Good Question: What Is WikiLeaks?
MINNEAPOLIS (WCCO) -- Over the weekend, 20,000 hacked emails from Democratic Party officials were posted on the WikiLeaks website. In the past, WikiLeaks has been responsible for leaking information from the CIA, Sony Pictures and a huge off-shore bank.
So, what is WikiLeaks? Good Question.
In its 10 years, WikiLeaks has published more than 10 million documents.
Its leader and founder, Julian Assange, has said, "WikiLeaks is a giant library of the world's most persecuted documents. We give asylum to these documents, we analyze them, we promote them and we obtain more."
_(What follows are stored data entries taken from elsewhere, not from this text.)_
//! Report assembly and the per-report editing session.
//!
//! [`assemble_test`] runs the whole pipeline for one test definition:
//! panel expansion, regrouping, range resolution, status classification and
//! a formula pass. [`ReportSession`] keeps the assembled tests of one report
//! and is the only write path for result edits afterwards.

use lab_model::{
    EngineOptions, Gender, LabError, PatientContext, ResolvedParameter, Result, ResultStatus,
    TestDefinition, TestReport, canonical_label, compact_test_name,
};
use tracing::{debug, info, warn};

use crate::catalog::Catalog;
use crate::formula::{FormulaOutcome, ReentrancyGuard, apply_formulas, invalidate_dependents};
use crate::grouping::regroup;
use crate::normalization::patient_days;
use crate::panel::expand_test;
use crate::range::apply_range;
use crate::status::classify;

/// Build the rows of one test for a patient.
pub fn assemble_test(
    test: &TestDefinition,
    catalog: &Catalog,
    patient: &PatientContext,
    options: &EngineOptions,
) -> TestReport {
    let mut parameters = regroup(&expand_test(test, catalog));
    refresh_ranges(&mut parameters, patient_days(patient), patient.gender, options);
    let guard = ReentrancyGuard::new();
    apply_formulas(&mut parameters, &guard, options);
    debug!(test = %test.name, rows = parameters.len(), "test assembled");
    TestReport {
        test_name: test.name.trim().to_string(),
        category: test.category.clone(),
        test_type: test.test_type,
        parameters,
    }
}

fn refresh_ranges(
    rows: &mut [ResolvedParameter],
    days: i64,
    gender: Gender,
    options: &EngineOptions,
) {
    for row in rows {
        apply_range(row, days, gender, options);
        row.status = classify(row, options);
    }
}

/// Address of one row inside a [`ReportSession`].
#[derive(Debug, Clone, Copy, PartialEq, Eq, Hash)]
pub struct ParameterRef {
    pub test: usize,
    pub index: usize,
}

/// Working state of one report being edited.
///
/// Owns its rows exclusively; two sessions never share rows or the formula
/// guard.
#[derive(Debug)]
pub struct ReportSession {
    patient: PatientContext,
    options: EngineOptions,
    tests: Vec<TestReport>,
    formula_guard: ReentrancyGuard,
}

impl ReportSession {
    /// Start an empty report.
    ///
    /// # Errors
    ///
    /// Returns [`LabError::InvalidPatient`] when the patient age is invalid.
    pub fn new(patient: PatientContext, options: EngineOptions) -> Result<Self> {
        patient.validate()?;
        Ok(Self {
            patient,
            options,
            tests: Vec::new(),
            formula_guard: ReentrancyGuard::new(),
        })
    }

    /// Link receipt item names to catalog tests and assemble each match.
    /// Unmatched names are logged and skipped.
    pub fn from_receipt<I, S>(
        catalog: &Catalog,
        patient: PatientContext,
        options: EngineOptions,
        items: I,
    ) -> Result<Self>
    where
        I: IntoIterator<Item = S>,
        S: AsRef<str>,
    {
        let mut session = Self::new(patient, options)?;
        let mut skipped = 0usize;
        for item in items {
            let item = item.as_ref();
            match catalog.find_by_name(item) {
                Some(test) => {
                    session.add_test(test, catalog);
                }
                None => {
                    warn!(item, "receipt item has no catalog test");
                    skipped += 1;
                }
            }
        }
        info!(tests = session.tests.len(), skipped, "report linked from receipt");
        Ok(session)
    }

    /// Assemble `test` and append it; returns its index.
    pub fn add_test(&mut self, test: &TestDefinition, catalog: &Catalog) -> usize {
        self.tests
            .push(assemble_test(test, catalog, &self.patient, &self.options));
        self.tests.len() - 1
    }

    pub fn patient(&self) -> &PatientContext {
        &self.patient
    }

    pub fn options(&self) -> &EngineOptions {
        &self.options
    }

    pub fn tests(&self) -> &[TestReport] {
        &self.tests
    }

    /// Test by name, compared loosely like receipt lines.
    pub fn test(&self, name: &str) -> Option<&TestReport> {
        self.test_index(name).map(|idx| &self.tests[idx])
    }

    fn test_index(&self, name: &str) -> Option<usize> {
        let key = canonical_label(name);
        self.tests
            .iter()
            .position(|test| canonical_label(&test.test_name) == key)
            .or_else(|| {
                let compact = compact_test_name(name);
                self.tests
                    .iter()
                    .position(|test| compact_test_name(&test.test_name) == compact)
            })
    }

    /// Every row of the report with its test, in display order.
    pub fn rows(&self) -> impl Iterator<Item = (&TestReport, &ResolvedParameter)> {
        self.tests
            .iter()
            .flat_map(|test| test.parameters.iter().map(move |row| (test, row)))
    }

    pub fn row(&self, at: ParameterRef) -> Option<&ResolvedParameter> {
        self.tests.get(at.test)?.parameters.get(at.index)
    }

    /// Locate a parameter by test and parameter name.
    ///
    /// # Errors
    ///
    /// [`LabError::UnknownTest`] or [`LabError::UnknownParameter`].
    pub fn find_parameter(&self, test: &str, parameter: &str) -> Result<ParameterRef> {
        self.find_parameter_in(test, None, parameter)
    }

    /// Like [`ReportSession::find_parameter`], restricted to one included
    /// test of a panel when `outer_group` is given. Needed when included
    /// tests share a parameter name.
    ///
    /// # Errors
    ///
    /// [`LabError::UnknownTest`] or [`LabError::UnknownParameter`].
    pub fn find_parameter_in(
        &self,
        test: &str,
        outer_group: Option<&str>,
        parameter: &str,
    ) -> Result<ParameterRef> {
        let test_idx = self
            .test_index(test)
            .ok_or_else(|| LabError::UnknownTest(test.trim().to_string()))?;
        let index = self.tests[test_idx]
            .position_in(outer_group, parameter)
            .ok_or_else(|| LabError::UnknownParameter {
                test: self.tests[test_idx].test_name.clone(),
                parameter: match outer_group {
                    Some(outer) => format!("{} / {}", outer.trim(), parameter.trim()),
                    None => parameter.trim().to_string(),
                },
            })?;
        Ok(ParameterRef {
            test: test_idx,
            index,
        })
    }

    fn editable_row(&mut self, at: ParameterRef) -> Result<&mut ResolvedParameter> {
        let test = self
            .tests
            .get_mut(at.test)
            .ok_or_else(|| LabError::Message(format!("no test at index {}", at.test)))?;
        let test_name = test.test_name.clone();
        let row = test
            .parameters
            .get_mut(at.index)
            .ok_or_else(|| LabError::UnknownParameter {
                test: test_name,
                parameter: format!("#{}", at.index),
            })?;
        if row.is_formula() {
            return Err(LabError::ReadOnlyParameter(row.name.clone()));
        }
        Ok(row)
    }

    /// Write one value without re-running formulas.
    fn write_result(&mut self, at: ParameterRef, value: &str) -> Result<()> {
        let options = self.options.clone();
        let row = self.editable_row(at)?;
        if value.trim().is_empty() {
            row.clear_result();
        } else if row.is_dropdown() {
            row.select_option(value);
        } else {
            row.result = value.trim().to_string();
            row.selected_option_id = None;
        }
        row.status = classify(row, &options);
        let (outer_group, name) = (row.outer_group.clone(), row.name.clone());
        invalidate_dependents(&mut self.tests[at.test].parameters, &outer_group, &name);
        Ok(())
    }

    fn recompute_formulas(&mut self, test: usize) -> FormulaOutcome {
        let Self {
            tests,
            options,
            formula_guard,
            ..
        } = self;
        apply_formulas(&mut tests[test].parameters, formula_guard, options)
    }

    /// Edit a manual or dropdown result and recompute the test's formulas.
    ///
    /// An empty value clears the result. Returns the row's new status.
    ///
    /// # Errors
    ///
    /// [`LabError::ReadOnlyParameter`] for formula rows, or an addressing
    /// error when `at` does not point at a row.
    pub fn set_result(&mut self, at: ParameterRef, value: &str) -> Result<ResultStatus> {
        self.write_result(at, value)?;
        self.recompute_formulas(at.test);
        Ok(self.tests[at.test].parameters[at.index].status)
    }

    /// Choose a dropdown label. Labels outside the option list are kept as
    /// free text.
    pub fn select_option(&mut self, at: ParameterRef, label: &str) -> Result<ResultStatus> {
        let options = self.options.clone();
        let row = self.editable_row(at)?;
        row.select_option(label);
        row.status = classify(row, &options);
        let (outer_group, name) = (row.outer_group.clone(), row.name.clone());
        invalidate_dependents(&mut self.tests[at.test].parameters, &outer_group, &name);
        self.recompute_formulas(at.test);
        Ok(self.tests[at.test].parameters[at.index].status)
    }

    /// Clear a manual or dropdown result along with every formula that
    /// depends on it.
    pub fn clear_result(&mut self, at: ParameterRef) -> Result<()> {
        self.set_result(at, "").map(|_| ())
    }

    /// Preload many results of one test, then run a single formula pass.
    ///
    /// Stops at the first addressing error; values written before it stay.
    pub fn apply_results<'a, I>(&mut self, test: &str, results: I) -> Result<FormulaOutcome>
    where
        I: IntoIterator<Item = (&'a str, &'a str)>,
    {
        self.apply_scoped_results(
            test,
            results
                .into_iter()
                .map(|(parameter, value)| (None, parameter, value)),
        )
    }

    /// [`ReportSession::apply_results`] with an optional included-test name
    /// per value, as `(outer_group, parameter, value)`.
    pub fn apply_scoped_results<'a, I>(&mut self, test: &str, results: I) -> Result<FormulaOutcome>
    where
        I: IntoIterator<Item = (Option<&'a str>, &'a str, &'a str)>,
    {
        let mut test_idx = None;
        let mut written = 0usize;
        for (outer_group, parameter, value) in results {
            let at = self.find_parameter_in(test, outer_group, parameter)?;
            self.write_result(at, value)?;
            test_idx = Some(at.test);
            written += 1;
        }
        let Some(test_idx) = test_idx else {
            return Ok(FormulaOutcome::default());
        };
        let outcome = self.recompute_formulas(test_idx);
        debug!(test, written, passes = outcome.passes, "results applied");
        Ok(outcome)
    }

    /// Switch patient demographics and re-derive every range and status.
    /// Expanded rows and entered results are kept.
    pub fn update_patient(&mut self, patient: PatientContext) -> Result<()> {
        patient.validate()?;
        self.patient = patient;
        let days = patient_days(&self.patient);
        let gender = self.patient.gender;
        for idx in 0..self.tests.len() {
            refresh_ranges(&mut self.tests[idx].parameters, days, gender, &self.options);
            self.recompute_formulas(idx);
        }
        debug!(tests = self.tests.len(), "patient context updated");
        Ok(())
    }
}

#[cfg(test)]
mod tests {
    use super::*;
    use lab_model::{AgeUnit, NormalValueBand, ParameterDefinition, TestType};

    fn protein_test() -> TestDefinition {
        TestDefinition::new("Protein Panel", TestType::Multiple)
            .with_parameter(
                ParameterDefinition::new("Total Protein", 1.0)
                    .with_unit("g/dL")
                    .with_band(NormalValueBand::numeric(6.0, 8.3)),
            )
            .with_parameter(
                ParameterDefinition::new("Albumin", 2.0)
                    .with_unit("g/dL")
                    .with_band(NormalValueBand::numeric(3.5, 5.0)),
            )
            .with_parameter(
                ParameterDefinition::new("Globulin", 3.0)
                    .with_unit("g/dL")
                    .with_formula("{Total Protein} - {Albumin}")
                    .with_band(NormalValueBand::numeric(2.0, 3.5)),
            )
    }

    fn session() -> ReportSession {
        let patient = PatientContext::new(35.0, AgeUnit::Years, Gender::Male).unwrap();
        let mut session = ReportSession::new(patient, EngineOptions::default()).unwrap();
        session.add_test(&protein_test(), &Catalog::default());
        session
    }

    #[test]
    fn edits_flow_into_formulas() {
        let mut session = session();
        let protein = session.find_parameter("protein panel", "Total Protein").unwrap();
        let albumin = session.find_parameter("Protein Panel", "albumin").unwrap();
        assert_eq!(session.set_result(protein, "7.0").unwrap(), ResultStatus::Normal);
        assert_eq!(session.set_result(albumin, "3").unwrap(), ResultStatus::Low);

        let globulin = session.find_parameter("Protein Panel", "Globulin").unwrap();
        let row = session.row(globulin).unwrap();
        assert_eq!(row.result, "4");
        assert_eq!(row.status, ResultStatus::High);
    }

    #[test]
    fn formula_rows_are_read_only() {
        let mut session = session();
        let globulin = session.find_parameter("Protein Panel", "Globulin").unwrap();
        assert!(matches!(
            session.set_result(globulin, "1"),
            Err(LabError::ReadOnlyParameter(name)) if name == "Globulin"
        ));
    }

    #[test]
    fn unknown_addresses_are_errors() {
        let session = session();
        assert!(matches!(
            session.find_parameter("Lipid", "HDL"),
            Err(LabError::UnknownTest(_))
        ));
        assert!(matches!(
            session.find_parameter("Protein Panel", "HDL"),
            Err(LabError::UnknownParameter { .. })
        ));
    }

    #[test]
    fn invalid_patient_is_rejected() {
        let patient = PatientContext {
            age_value: -1.0,
            age_unit: AgeUnit::Years,
            gender: Gender::Any,
        };
        assert!(ReportSession::new(patient, EngineOptions::default()).is_err());
    }
}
"It's a mysterious organization," Jane Kirtley, professor of media ethics and law at the University of Minnesota, said. "Essentially their purpose is to obliterate the idea of secrecy, about anything they think the public has a right to know and, of course, that's their determination."
WikiLeaks doesn't steal the information, but once it's given to them, they put it in an easily searchable database and publish it. In its earlier days, WikiLeaks reportedly did little to assess the information. According to Kirtley, the group now analyzes and verifies the data. WikiLeaks claims a perfect record when it comes to authenticity.
For four years, Assange has been living in the Ecuadorian embassy in London to avoid extradition to Sweden to face questions about two sexual assaults. Assange calls the charges a smear campaign and has denied the allegations. He fears the U.S. wants to charge him with espionage.
"The whole question of whether WikiLeaks could be prosecuted in the United States is very much an undecided question," Kirtley said. "In some countries in the world, it's not really legal, but in the United States, we don't exactly know the answer."